What to do
Pick each line that has "RandomNormal" out of the records.

________

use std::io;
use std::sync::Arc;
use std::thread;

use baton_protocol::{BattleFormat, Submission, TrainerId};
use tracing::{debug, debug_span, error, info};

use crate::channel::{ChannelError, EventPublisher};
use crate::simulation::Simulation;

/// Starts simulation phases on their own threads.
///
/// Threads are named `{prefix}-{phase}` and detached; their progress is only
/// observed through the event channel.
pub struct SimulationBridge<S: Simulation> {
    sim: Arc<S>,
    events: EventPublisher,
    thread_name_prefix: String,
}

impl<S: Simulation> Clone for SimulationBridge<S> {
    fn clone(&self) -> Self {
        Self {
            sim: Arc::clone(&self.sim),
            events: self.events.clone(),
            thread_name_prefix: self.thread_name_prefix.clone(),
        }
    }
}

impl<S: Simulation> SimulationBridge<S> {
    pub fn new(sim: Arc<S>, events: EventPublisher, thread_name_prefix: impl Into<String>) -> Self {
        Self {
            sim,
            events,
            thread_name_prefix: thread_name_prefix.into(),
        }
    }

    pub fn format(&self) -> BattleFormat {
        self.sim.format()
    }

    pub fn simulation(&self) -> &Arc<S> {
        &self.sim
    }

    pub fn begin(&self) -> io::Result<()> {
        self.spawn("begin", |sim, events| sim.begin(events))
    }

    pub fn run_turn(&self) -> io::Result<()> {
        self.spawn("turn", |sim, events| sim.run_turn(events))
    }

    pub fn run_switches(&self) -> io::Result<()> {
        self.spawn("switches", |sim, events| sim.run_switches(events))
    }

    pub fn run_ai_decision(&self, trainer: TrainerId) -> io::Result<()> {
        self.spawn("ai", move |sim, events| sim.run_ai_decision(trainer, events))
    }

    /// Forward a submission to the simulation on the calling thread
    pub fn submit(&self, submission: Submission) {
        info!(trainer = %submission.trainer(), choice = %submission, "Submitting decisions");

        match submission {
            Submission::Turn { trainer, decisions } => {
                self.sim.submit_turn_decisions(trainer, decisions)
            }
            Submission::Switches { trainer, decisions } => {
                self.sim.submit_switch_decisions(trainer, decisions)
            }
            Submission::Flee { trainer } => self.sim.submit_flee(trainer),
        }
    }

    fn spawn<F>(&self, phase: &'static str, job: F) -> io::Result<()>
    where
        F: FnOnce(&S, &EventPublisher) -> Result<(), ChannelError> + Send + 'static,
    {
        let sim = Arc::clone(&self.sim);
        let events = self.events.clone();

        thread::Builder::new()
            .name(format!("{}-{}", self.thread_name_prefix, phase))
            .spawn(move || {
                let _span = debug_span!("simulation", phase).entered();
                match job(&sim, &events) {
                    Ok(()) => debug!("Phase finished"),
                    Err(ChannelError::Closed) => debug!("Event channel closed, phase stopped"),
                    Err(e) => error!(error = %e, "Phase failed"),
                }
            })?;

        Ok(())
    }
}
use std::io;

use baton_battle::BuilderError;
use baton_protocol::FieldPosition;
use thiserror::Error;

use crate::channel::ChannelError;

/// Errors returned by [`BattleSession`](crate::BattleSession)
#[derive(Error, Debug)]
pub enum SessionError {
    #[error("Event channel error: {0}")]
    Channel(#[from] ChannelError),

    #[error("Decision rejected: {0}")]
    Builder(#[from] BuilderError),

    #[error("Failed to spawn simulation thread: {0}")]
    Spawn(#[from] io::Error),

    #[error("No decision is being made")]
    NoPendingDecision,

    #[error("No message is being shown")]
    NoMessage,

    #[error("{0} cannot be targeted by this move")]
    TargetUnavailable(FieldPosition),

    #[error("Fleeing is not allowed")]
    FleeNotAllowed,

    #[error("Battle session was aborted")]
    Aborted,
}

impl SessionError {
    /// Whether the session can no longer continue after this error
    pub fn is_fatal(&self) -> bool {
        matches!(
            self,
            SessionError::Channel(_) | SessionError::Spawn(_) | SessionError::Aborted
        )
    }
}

________

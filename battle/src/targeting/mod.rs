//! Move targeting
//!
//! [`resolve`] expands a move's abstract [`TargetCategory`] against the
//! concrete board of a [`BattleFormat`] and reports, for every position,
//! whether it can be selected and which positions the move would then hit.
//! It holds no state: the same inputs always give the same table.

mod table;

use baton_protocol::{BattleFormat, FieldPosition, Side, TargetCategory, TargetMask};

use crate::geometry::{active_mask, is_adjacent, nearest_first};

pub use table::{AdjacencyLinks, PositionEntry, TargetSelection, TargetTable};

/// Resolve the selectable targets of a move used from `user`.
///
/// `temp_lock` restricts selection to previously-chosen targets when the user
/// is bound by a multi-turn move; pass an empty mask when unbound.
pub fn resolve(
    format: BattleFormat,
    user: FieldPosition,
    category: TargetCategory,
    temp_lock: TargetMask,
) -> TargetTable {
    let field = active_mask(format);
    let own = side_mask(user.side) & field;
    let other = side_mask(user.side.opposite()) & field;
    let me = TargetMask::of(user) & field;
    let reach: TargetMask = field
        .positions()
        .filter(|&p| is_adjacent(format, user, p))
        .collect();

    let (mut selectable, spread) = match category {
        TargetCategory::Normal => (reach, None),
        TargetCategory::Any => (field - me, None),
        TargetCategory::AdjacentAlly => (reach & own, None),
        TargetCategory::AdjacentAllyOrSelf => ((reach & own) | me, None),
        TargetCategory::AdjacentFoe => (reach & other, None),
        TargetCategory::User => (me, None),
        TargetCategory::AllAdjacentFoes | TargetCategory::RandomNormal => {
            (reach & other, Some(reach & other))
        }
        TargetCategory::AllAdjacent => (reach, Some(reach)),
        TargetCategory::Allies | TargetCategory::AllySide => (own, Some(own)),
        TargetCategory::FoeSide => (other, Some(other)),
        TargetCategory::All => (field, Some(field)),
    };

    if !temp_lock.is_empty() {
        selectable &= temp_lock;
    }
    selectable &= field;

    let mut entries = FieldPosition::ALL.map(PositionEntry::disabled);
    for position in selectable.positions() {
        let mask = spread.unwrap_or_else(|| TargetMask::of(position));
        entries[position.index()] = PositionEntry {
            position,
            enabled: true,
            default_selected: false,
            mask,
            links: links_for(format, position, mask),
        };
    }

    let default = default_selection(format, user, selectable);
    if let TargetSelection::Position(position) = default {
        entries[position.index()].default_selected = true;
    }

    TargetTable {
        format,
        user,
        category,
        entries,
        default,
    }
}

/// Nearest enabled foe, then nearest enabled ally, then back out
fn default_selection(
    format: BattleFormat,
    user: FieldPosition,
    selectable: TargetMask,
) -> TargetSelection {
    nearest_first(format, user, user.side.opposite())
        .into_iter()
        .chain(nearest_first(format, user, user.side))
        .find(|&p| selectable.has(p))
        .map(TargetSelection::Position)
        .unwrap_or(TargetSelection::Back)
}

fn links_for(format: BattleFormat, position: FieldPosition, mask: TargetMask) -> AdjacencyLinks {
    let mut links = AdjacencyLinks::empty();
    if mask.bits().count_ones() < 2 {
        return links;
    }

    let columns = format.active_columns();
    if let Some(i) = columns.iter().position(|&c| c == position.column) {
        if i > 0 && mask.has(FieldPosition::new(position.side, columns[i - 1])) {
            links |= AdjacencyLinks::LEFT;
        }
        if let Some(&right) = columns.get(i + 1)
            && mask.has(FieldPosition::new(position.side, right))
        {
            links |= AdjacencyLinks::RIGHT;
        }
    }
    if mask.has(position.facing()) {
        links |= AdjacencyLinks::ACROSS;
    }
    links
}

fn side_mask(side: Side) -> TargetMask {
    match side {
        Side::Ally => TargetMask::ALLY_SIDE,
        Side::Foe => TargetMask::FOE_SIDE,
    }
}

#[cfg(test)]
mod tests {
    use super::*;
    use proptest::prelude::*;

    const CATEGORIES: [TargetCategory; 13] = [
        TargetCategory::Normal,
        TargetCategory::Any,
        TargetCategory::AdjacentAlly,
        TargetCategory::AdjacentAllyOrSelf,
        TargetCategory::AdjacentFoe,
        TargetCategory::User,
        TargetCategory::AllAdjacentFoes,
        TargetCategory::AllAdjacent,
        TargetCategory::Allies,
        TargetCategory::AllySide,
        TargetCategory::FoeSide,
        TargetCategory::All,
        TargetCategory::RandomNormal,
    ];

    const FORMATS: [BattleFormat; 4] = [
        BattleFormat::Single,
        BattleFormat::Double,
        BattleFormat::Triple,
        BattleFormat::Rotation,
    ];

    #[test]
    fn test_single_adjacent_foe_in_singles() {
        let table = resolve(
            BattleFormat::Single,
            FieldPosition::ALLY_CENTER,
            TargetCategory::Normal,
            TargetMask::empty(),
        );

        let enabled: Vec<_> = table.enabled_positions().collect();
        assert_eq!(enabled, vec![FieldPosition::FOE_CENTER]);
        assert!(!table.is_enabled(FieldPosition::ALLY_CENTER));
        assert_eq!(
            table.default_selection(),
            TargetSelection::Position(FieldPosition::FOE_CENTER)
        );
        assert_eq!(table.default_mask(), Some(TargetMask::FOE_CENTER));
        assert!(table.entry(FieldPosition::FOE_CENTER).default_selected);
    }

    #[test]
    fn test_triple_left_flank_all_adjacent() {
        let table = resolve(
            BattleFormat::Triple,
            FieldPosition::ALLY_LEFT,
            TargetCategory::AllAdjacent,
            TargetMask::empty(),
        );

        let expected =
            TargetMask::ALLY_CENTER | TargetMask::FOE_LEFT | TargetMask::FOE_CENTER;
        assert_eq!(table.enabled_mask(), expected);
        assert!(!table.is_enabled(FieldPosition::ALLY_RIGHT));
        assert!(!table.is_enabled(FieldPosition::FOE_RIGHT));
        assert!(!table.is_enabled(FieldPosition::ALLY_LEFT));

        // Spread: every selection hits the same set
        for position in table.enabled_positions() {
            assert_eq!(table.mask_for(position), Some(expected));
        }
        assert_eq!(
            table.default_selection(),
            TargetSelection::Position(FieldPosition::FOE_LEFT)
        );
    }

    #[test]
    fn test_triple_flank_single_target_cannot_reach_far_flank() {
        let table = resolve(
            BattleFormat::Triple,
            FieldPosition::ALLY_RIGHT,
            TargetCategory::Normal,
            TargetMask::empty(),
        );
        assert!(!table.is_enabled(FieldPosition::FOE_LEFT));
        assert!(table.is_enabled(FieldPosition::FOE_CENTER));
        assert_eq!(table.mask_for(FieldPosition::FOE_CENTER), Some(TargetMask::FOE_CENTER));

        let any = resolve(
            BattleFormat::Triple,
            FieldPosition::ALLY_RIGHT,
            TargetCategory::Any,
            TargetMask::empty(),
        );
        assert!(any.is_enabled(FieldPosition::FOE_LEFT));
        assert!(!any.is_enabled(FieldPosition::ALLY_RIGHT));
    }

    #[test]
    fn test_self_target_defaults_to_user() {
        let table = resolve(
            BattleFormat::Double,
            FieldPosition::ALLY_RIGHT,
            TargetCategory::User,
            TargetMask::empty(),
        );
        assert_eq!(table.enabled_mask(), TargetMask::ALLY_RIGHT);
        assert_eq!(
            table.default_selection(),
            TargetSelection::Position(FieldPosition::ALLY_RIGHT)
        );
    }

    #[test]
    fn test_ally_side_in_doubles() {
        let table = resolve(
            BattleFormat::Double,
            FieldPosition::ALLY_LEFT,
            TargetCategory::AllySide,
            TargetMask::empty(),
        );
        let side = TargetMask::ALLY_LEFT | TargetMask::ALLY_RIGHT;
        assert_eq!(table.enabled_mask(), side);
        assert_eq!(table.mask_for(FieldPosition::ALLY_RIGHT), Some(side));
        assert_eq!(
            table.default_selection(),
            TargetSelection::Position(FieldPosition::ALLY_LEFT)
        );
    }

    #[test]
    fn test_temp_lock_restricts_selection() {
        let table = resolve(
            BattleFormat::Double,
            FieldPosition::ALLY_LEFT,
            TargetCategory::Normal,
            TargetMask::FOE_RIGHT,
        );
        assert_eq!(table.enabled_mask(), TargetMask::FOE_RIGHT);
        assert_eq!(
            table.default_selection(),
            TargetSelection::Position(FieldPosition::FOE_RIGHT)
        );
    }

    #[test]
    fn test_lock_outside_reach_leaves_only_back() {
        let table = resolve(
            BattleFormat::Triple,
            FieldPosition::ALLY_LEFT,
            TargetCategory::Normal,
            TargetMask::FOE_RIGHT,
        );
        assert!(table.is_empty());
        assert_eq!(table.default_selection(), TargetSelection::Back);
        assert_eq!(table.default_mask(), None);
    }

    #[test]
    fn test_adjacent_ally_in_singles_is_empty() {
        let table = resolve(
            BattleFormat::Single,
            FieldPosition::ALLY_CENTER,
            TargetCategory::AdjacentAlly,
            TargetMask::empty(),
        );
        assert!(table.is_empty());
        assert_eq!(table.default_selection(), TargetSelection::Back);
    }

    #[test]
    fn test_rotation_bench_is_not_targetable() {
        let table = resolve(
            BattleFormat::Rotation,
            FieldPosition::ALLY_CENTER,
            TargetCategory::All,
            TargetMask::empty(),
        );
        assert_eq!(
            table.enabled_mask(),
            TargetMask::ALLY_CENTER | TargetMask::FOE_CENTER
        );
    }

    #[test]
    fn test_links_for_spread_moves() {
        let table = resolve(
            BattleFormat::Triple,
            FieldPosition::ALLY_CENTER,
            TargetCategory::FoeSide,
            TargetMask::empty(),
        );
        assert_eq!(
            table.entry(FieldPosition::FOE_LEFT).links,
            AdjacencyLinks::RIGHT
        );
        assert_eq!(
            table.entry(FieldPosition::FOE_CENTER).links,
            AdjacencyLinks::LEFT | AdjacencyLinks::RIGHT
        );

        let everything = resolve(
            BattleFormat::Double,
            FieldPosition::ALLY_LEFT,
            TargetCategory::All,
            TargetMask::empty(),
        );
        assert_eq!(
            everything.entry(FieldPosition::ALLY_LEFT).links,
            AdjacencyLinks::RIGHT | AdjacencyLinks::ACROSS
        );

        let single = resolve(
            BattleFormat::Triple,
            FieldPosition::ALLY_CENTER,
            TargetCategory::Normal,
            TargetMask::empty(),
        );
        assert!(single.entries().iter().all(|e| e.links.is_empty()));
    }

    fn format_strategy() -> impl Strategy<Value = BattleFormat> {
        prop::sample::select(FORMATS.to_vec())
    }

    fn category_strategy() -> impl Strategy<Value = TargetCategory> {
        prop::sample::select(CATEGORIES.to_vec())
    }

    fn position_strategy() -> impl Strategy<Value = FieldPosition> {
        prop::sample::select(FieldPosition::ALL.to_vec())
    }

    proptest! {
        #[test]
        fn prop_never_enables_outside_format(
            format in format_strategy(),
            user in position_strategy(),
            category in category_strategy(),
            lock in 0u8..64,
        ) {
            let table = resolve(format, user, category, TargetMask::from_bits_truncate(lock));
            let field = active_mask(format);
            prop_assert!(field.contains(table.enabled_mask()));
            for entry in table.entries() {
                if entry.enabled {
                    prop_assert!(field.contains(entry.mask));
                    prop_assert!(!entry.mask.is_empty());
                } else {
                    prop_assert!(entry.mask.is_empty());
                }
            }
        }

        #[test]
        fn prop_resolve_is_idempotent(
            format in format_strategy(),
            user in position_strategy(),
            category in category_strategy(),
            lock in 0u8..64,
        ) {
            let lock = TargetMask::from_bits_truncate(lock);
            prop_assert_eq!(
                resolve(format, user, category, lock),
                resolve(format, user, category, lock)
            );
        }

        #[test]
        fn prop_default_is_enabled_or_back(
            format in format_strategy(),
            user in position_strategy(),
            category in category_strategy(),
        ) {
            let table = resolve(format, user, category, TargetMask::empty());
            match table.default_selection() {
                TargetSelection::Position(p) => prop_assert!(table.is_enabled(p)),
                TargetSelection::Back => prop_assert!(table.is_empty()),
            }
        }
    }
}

________

Finished task
        TargetCategory::AllAdjacentFoes | TargetCategory::RandomNormal => {
        TargetCategory::RandomNormal,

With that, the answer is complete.